- Opening Delimiter -

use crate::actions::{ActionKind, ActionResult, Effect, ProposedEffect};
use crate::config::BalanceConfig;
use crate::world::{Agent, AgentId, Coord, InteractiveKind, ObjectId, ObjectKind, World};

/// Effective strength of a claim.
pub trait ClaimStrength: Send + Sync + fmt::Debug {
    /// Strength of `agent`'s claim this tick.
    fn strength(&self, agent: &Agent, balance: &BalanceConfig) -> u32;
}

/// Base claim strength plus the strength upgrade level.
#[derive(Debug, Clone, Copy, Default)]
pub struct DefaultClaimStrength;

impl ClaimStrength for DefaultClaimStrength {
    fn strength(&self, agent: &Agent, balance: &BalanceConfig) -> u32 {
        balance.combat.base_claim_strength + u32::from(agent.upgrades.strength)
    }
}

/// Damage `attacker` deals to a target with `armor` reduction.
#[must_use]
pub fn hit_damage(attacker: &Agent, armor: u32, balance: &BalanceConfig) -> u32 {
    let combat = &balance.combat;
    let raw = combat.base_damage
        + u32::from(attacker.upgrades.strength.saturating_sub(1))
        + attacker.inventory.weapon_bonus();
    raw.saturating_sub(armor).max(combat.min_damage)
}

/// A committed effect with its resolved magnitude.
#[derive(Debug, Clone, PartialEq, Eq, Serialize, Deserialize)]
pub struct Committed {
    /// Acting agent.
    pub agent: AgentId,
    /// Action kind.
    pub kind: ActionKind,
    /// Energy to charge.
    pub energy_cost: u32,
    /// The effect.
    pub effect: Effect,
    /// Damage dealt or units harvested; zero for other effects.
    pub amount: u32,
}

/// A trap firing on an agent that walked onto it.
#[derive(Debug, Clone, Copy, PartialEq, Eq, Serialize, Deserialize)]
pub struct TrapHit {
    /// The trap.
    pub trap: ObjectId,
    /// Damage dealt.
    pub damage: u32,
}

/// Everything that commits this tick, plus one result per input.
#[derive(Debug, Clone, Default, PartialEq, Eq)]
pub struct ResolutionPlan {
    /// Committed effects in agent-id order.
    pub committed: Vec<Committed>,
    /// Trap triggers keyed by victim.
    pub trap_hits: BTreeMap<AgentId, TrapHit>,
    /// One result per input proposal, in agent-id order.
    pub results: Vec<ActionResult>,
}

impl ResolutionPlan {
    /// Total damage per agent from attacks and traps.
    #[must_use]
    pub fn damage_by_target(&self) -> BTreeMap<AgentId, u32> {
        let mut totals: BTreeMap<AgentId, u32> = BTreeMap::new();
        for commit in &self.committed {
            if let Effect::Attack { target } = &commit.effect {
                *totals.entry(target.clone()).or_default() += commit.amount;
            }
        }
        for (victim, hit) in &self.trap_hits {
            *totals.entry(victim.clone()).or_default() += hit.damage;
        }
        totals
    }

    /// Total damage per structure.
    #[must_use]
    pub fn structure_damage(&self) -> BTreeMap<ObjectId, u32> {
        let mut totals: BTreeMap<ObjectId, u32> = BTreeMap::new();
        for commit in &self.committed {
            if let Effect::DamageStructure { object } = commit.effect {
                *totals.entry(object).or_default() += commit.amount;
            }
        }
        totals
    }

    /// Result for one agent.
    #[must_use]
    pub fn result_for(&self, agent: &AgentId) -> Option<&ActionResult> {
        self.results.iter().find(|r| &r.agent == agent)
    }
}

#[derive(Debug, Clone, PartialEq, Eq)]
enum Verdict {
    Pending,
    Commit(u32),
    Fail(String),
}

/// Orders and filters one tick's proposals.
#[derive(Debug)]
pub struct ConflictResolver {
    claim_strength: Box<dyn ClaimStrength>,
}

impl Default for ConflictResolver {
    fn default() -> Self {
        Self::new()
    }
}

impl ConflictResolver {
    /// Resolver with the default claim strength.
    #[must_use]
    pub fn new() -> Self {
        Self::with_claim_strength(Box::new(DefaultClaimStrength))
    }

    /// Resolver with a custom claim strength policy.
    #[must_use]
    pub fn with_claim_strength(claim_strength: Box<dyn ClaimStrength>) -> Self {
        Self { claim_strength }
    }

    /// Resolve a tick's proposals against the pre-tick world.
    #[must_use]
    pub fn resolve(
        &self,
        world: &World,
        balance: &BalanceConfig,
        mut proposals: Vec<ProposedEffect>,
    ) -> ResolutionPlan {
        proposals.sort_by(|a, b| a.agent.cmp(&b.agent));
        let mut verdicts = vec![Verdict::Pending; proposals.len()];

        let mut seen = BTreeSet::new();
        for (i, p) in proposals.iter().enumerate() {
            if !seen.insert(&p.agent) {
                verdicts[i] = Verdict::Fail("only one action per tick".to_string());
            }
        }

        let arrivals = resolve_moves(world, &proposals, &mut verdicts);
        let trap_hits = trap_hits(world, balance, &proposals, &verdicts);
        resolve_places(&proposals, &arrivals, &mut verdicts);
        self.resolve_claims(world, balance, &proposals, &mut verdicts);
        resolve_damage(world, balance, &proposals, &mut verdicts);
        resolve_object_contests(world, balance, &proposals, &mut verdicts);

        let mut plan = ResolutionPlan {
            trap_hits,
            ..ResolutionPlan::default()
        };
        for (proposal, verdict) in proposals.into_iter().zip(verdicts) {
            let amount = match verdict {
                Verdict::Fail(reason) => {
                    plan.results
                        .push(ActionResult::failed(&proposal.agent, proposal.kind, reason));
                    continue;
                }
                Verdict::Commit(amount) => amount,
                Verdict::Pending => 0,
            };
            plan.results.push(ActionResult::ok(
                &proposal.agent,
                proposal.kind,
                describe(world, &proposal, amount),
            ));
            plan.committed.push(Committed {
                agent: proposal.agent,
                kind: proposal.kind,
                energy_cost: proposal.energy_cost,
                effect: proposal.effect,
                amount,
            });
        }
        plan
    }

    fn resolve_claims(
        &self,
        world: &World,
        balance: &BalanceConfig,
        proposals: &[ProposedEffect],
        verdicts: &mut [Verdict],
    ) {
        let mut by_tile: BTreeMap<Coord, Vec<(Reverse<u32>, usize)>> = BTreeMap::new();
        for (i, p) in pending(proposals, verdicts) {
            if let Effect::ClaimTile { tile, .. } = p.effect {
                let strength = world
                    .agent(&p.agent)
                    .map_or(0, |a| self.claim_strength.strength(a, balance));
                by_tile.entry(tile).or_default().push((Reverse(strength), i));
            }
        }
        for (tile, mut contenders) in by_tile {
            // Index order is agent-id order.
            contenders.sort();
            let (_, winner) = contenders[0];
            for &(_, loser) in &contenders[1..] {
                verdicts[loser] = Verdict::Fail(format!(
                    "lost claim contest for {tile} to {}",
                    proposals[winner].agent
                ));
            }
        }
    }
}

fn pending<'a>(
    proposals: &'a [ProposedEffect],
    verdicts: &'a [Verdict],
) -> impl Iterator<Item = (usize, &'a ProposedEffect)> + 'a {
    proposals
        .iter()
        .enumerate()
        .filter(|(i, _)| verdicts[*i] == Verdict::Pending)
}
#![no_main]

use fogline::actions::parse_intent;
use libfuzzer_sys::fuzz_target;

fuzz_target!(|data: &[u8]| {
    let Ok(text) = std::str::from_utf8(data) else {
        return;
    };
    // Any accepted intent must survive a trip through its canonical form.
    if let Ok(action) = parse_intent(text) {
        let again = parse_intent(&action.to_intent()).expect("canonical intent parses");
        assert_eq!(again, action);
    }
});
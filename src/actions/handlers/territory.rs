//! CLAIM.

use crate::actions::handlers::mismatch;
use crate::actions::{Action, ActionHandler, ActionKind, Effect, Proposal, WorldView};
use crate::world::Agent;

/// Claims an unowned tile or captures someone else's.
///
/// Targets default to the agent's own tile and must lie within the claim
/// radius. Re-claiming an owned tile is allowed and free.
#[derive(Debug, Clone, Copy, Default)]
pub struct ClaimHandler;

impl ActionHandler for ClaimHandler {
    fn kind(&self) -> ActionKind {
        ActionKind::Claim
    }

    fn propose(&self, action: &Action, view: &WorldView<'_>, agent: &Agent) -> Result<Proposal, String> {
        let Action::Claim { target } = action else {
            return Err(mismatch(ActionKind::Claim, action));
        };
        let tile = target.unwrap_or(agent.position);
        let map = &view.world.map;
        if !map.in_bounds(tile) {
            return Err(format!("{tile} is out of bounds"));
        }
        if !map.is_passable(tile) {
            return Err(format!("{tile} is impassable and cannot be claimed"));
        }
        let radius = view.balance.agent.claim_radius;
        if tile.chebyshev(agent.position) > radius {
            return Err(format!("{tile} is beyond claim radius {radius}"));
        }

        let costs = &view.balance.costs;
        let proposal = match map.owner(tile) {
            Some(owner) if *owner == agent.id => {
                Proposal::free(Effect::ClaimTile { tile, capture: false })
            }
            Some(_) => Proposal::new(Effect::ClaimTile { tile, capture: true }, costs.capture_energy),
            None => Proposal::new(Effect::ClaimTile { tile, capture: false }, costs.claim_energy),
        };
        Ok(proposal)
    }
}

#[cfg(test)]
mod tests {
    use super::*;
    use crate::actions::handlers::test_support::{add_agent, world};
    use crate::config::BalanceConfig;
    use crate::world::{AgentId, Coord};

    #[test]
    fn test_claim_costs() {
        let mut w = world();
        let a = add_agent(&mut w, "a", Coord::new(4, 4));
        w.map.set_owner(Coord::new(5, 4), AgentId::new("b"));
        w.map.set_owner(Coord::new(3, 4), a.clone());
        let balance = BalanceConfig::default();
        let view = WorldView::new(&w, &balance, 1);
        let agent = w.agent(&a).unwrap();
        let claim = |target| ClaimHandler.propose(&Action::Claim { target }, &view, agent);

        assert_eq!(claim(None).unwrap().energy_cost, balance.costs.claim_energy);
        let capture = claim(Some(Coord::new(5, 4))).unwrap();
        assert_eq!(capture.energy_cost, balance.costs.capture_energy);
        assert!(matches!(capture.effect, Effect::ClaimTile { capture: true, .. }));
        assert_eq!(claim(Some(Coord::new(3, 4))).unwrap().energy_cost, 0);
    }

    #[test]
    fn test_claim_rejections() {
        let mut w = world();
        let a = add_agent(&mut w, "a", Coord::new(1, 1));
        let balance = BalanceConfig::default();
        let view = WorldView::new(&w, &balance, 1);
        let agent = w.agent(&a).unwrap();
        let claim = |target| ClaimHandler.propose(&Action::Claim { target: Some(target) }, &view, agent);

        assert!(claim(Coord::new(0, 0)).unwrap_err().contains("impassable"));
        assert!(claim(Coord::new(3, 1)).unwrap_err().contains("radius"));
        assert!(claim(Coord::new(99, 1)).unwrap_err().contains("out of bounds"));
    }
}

- Closing Delimiter -

■ EXERCISE
Copy out every line of the data where the word "winner" occurs.

■ EXPECTED OUTPUT
            let (_, winner) = contenders[0];
                    proposals[winner].agent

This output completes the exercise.